The judgment represents a significant gain for operators as it should make it easier for them to secure telecoms agreements required for the roll-out of new digital infrastructure. The Code applies across the UK and the decision will be of importance to the telecoms industry nationally. Using a tennis analogy as Wimbledon looms, it is currently Advantage: Operators. We will have to wait and see what happens in the Ashloch case as this will be the subject of further submissions from the parties.



The Court of Appeal held that in order for an operator to be granted Code rights, the claim had to be made against the occupier for the time being and Compton Beauchamp was not, on the facts, the occupier. The occupier happened to be Vodafone, an operator in situ (although its only rights were those under Part 6 of the Code where a notice was required to be served for the removal of ECA).  Where an operator has already installed ECA on land, it will often be both the "operator" and the "occupier of the land" for Paragraph 9 purposes. An operator cannot enter with an agreement with itself. The Court of Appeal concluded that in those circumstances, an operator is precluded from applying for new Code rights.


The Upper Tribunal reluctantly followed the decision in Compton Beauchamp and found that On Tower had no entitlement to make a claim under paragraph 20 of the Code where it remained in occupation of the communications site post determination of a tenancy at will.


The Court of Appeal followed Compton Beauchamp. It found that an operator in situ who had a protected 1954 Act tenancy was not entitled to make a claim under Part 4 of the Code and had to seek renewal under the 1954 Act in accordance with the Code's transitional provisions.


The Supreme Court found that operators are not to be treated in occupation where they seek new Code rights. Operators can seek new Code rights during the contractual term of an existing Code agreement or a transitional 1954 Act tenancy pursuant to Part 4 (a court imposed agreement). Consequently, rights under Part 4 are not simply restricted to operators in occupation with no security, and this is so even if they are in occupation pursuant to the terms of their existing Code agreement (which may be a lease) and constitute the occupier for the time being in accordance with para 105 of the Code.

There are two qualifications to ignoring the operator’s occupation:

  • An operator cannot seek to modify the terms of a Code agreement during its term, but must wait to use the provisions in Part 5 for this purpose, at the end of the contractual term. In other words, it cannot make an application during the contractual term to modify the terms of the Code agreement
  • An operator who has a subsisting agreement within the terms of the transitional provisions which is protected by the 1954 Act must seek renewal under the 1954 Act.

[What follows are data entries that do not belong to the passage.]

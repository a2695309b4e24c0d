//! Cleaned daily ridership table with derived views.

use crate::core::TimeSeries;
use crate::error::Result;
use chrono::{Datelike, NaiveDate, Weekday};
use std::collections::BTreeMap;

/// The six service categories, in their declared column order.
#[derive(Debug, Clone, Copy, PartialEq, Eq, Hash)]
pub enum ServiceType {
    LocalRoute,
    LightRail,
    PeakService,
    RapidRoute,
    School,
    Other,
}

impl ServiceType {
    /// All categories, in the fixed order forecasts are produced.
    pub const ALL: [ServiceType; 6] = [
        ServiceType::LocalRoute,
        ServiceType::LightRail,
        ServiceType::PeakService,
        ServiceType::RapidRoute,
        ServiceType::School,
        ServiceType::Other,
    ];

    /// CSV column header for this category.
    pub fn column_name(&self) -> &'static str {
        match self {
            ServiceType::LocalRoute => "Local Route",
            ServiceType::LightRail => "Light Rail",
            ServiceType::PeakService => "Peak Service",
            ServiceType::RapidRoute => "Rapid Route",
            ServiceType::School => "School",
            ServiceType::Other => "Other",
        }
    }

    fn index(&self) -> usize {
        *self as usize
    }
}

/// One cleaned day of observations.
#[derive(Debug, Clone, PartialEq)]
pub struct DayRecord {
    pub date: NaiveDate,
    /// Journey counts indexed by [`ServiceType::ALL`] order.
    pub counts: [f64; 6],
}

impl DayRecord {
    /// Sum of all category counts for the day.
    pub fn total(&self) -> f64 {
        self.counts.iter().sum()
    }
}

/// The cleaned dataset: sorted daily records plus the derived total column.
///
/// Totals are stored separately so that anomaly imputation can adjust a
/// day's total without inventing per-category counts for it.
#[derive(Debug, Clone)]
pub struct RidershipTable {
    records: Vec<DayRecord>,
    totals: Vec<f64>,
}

impl RidershipTable {
    /// Build a table from records, sorting ascending by date.
    ///
    /// Duplicate rows for the same date are summed into one record, so the
    /// derived series always have unique dates.
    pub fn new(mut records: Vec<DayRecord>) -> Self {
        records.sort_by_key(|r| r.date);
        let mut merged: Vec<DayRecord> = Vec::with_capacity(records.len());
        for record in records {
            match merged.last_mut() {
                Some(last) if last.date == record.date => {
                    for (slot, value) in last.counts.iter_mut().zip(record.counts) {
                        *slot += value;
                    }
                }
                _ => merged.push(record),
            }
        }
        let totals = merged.iter().map(|r| r.total()).collect();
        Self {
            records: merged,
            totals,
        }
    }

    pub fn len(&self) -> usize {
        self.records.len()
    }

    pub fn is_empty(&self) -> bool {
        self.records.is_empty()
    }

    pub fn records(&self) -> &[DayRecord] {
        &self.records
    }

    /// Derived daily totals, aligned with `records()`.
    pub fn totals(&self) -> &[f64] {
        &self.totals
    }

    /// Last observation date, if any.
    pub fn last_date(&self) -> Option<NaiveDate> {
        self.records.last().map(|r| r.date)
    }

    /// Daily series for one service category.
    pub fn series(&self, service: ServiceType) -> Result<TimeSeries> {
        let dates = self.records.iter().map(|r| r.date).collect();
        let values = self
            .records
            .iter()
            .map(|r| r.counts[service.index()])
            .collect();
        TimeSeries::new(service.column_name(), dates, values)
    }

    /// Daily series of total journeys.
    pub fn total_series(&self) -> Result<TimeSeries> {
        let dates = self.records.iter().map(|r| r.date).collect();
        TimeSeries::new("Total Journeys", dates, self.totals.clone())
    }

    /// Replace one day's total with the rounded mean of all other days that
    /// fall on the same weekday. Returns the imputed value, or `None` when
    /// the date is absent or has no peers to average.
    pub fn impute_total_anomaly(&mut self, date: NaiveDate) -> Option<f64> {
        let target = self.records.iter().position(|r| r.date == date)?;
        let weekday = date.weekday();

        let peers: Vec<f64> = self
            .records
            .iter()
            .zip(self.totals.iter())
            .filter(|(r, _)| r.date != date && r.date.weekday() == weekday)
            .map(|(_, &t)| t)
            .collect();
        if peers.is_empty() {
            return None;
        }

        let imputed = (peers.iter().sum::<f64>() / peers.len() as f64).round();
        self.totals[target] = imputed;
        Some(imputed)
    }

    /// Resample daily totals to month-end sums.
    ///
    /// The sum of the monthly values equals the sum of the daily totals.
    pub fn monthly_totals(&self) -> Result<TimeSeries> {
        let mut buckets: BTreeMap<(i32, u32), f64> = BTreeMap::new();
        for (record, &total) in self.records.iter().zip(self.totals.iter()) {
            *buckets
                .entry((record.date.year(), record.date.month()))
                .or_insert(0.0) += total;
        }

        let mut dates = Vec::with_capacity(buckets.len());
        let mut values = Vec::with_capacity(buckets.len());
        for ((year, month), sum) in buckets {
            dates.push(month_end(year, month));
            values.push(sum);
        }
        TimeSeries::new("Total Journeys (monthly)", dates, values)
    }
}

/// Last calendar day of the given month.
pub fn month_end(year: i32, month: u32) -> NaiveDate {
    let (next_year, next_month) = if month == 12 {
        (year + 1, 1)
    } else {
        (year, month + 1)
    };
    NaiveDate::from_ymd_opt(next_year, next_month, 1)
        .and_then(|d| d.pred_opt())
        .unwrap_or(NaiveDate::MAX)
}

/// Full English name of a weekday, for report output.
pub fn weekday_name(weekday: Weekday) -> &'static str {
    match weekday {
        Weekday::Mon => "Monday",
        Weekday::Tue => "Tuesday",
        Weekday::Wed => "Wednesday",
        Weekday::Thu => "Thursday",
        Weekday::Fri => "Friday",
        Weekday::Sat => "Saturday",
        Weekday::Sun => "Sunday",
    }
}

/// Full English name of a month (1-based), for report output.
pub fn month_name(month: u32) -> &'static str {
    const NAMES: [&str; 12] = [
        "January",
        "February",
        "March",
        "April",
        "May",
        "June",
        "July",
        "August",
        "September",
        "October",
        "November",
        "December",
    ];
    if month == 0 || month > 12 {
        return "Unknown";
    }
    NAMES[(month - 1) as usize]
}
//! Exploratory summary statistics for the daily ridership dataset.

use anyhow::Context;
use clap::Parser;
use ridership_forecast::analysis::{
    day_of_week_averages, monthly_averages, service_averages, summarize, weekday_month_pivot,
};
use ridership_forecast::data::{load_table, month_name, weekday_name};
use ridership_forecast::report::render_weekday_month_heatmap;
use std::path::PathBuf;
use tracing::info;
use tracing_subscriber::EnvFilter;

#[derive(Parser, Debug)]
#[command(name = "summary_stats", about = "Summary statistics for daily ridership")]
struct Args {
    /// Path to the daily ridership CSV.
    input: PathBuf,

    /// Optional output path for the weekday-by-month heatmap PNG.
    #[arg(long)]
    heatmap: Option<PathBuf>,
}

fn main() -> anyhow::Result<()> {
    tracing_subscriber::fmt()
        .with_env_filter(EnvFilter::try_from_default_env().unwrap_or_else(|_| EnvFilter::new("info")))
        .init();

    let args = Args::parse();
    let table = load_table(&args.input)
        .with_context(|| format!("loading {}", args.input.display()))?;
    let stats = summarize(&table).context("computing summary statistics")?;

    println!("Observations: {} days", table.len());
    println!();
    println!("Average weekday total: {:>12.0}", stats.weekday_avg);
    println!("Average weekend total: {:>12.0}", stats.weekend_avg);
    println!("Weekend drop:          {:>11.1}%", stats.weekend_drop_pct);
    println!();

    println!("Average total by day of week:");
    for (weekday, avg) in day_of_week_averages(&table) {
        println!("  {:<10}{:>12.0}", weekday_name(weekday), avg);
    }
    println!(
        "  Busiest: {} ({:.0}), quietest: {} ({:.0})",
        weekday_name(stats.busiest_day),
        stats.busiest_day_avg,
        weekday_name(stats.quietest_day),
        stats.quietest_day_avg,
    );
    println!();

    println!("Average daily total by month:");
    for (month, avg) in monthly_averages(&table) {
        println!("  {:<10}{:>12.0}", month_name(month), avg);
    }
    println!(
        "  Busiest: {} ({:.0}), quietest: {} ({:.0})",
        month_name(stats.busiest_month),
        stats.busiest_month_avg,
        month_name(stats.quietest_month),
        stats.quietest_month_avg,
    );
    println!();

    println!("Average daily journeys by service:");
    for (service, avg) in service_averages(&table) {
        println!("  {:<14}{:>12.0}", service.column_name(), avg);
    }
    println!();

    let pivot = weekday_month_pivot(&table);
    println!("Average daily total by weekday and month:");
    print!("  {:<11}", "");
    for &month in &pivot.months {
        print!("{:>10}", &month_name(month)[..3]);
    }
    println!();
    for (weekday, cells) in &pivot.rows {
        print!("  {:<11}", weekday_name(*weekday));
        for &cell in cells {
            if cell.is_finite() {
                print!("{:>10.0}", cell);
            } else {
                print!("{:>10}", "-");
            }
        }
        println!();
    }

    if let Some(path) = &args.heatmap {
        render_weekday_month_heatmap(&pivot, path).context("rendering heatmap")?;
        info!(path = %path.display(), "wrote heatmap");
    }
    Ok(())
}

Compton Beauchamp: The appeal was dismissed, as the claim by Cornerstone, which was seeking new Code rights against the landowner, Compton Beauchamp, had to be against the occupier, and Vodafone not Compton Beauchamp was the occupier. The operator’s occupation is not to be ignored in that third party scenario.

Ashloch: The appeal will be the subject of further submission.

On Tower: The appeal was allowed: its occupation of the land by virtue of its ECA being installed was to be ignored as it was seeking an entirely new agreement.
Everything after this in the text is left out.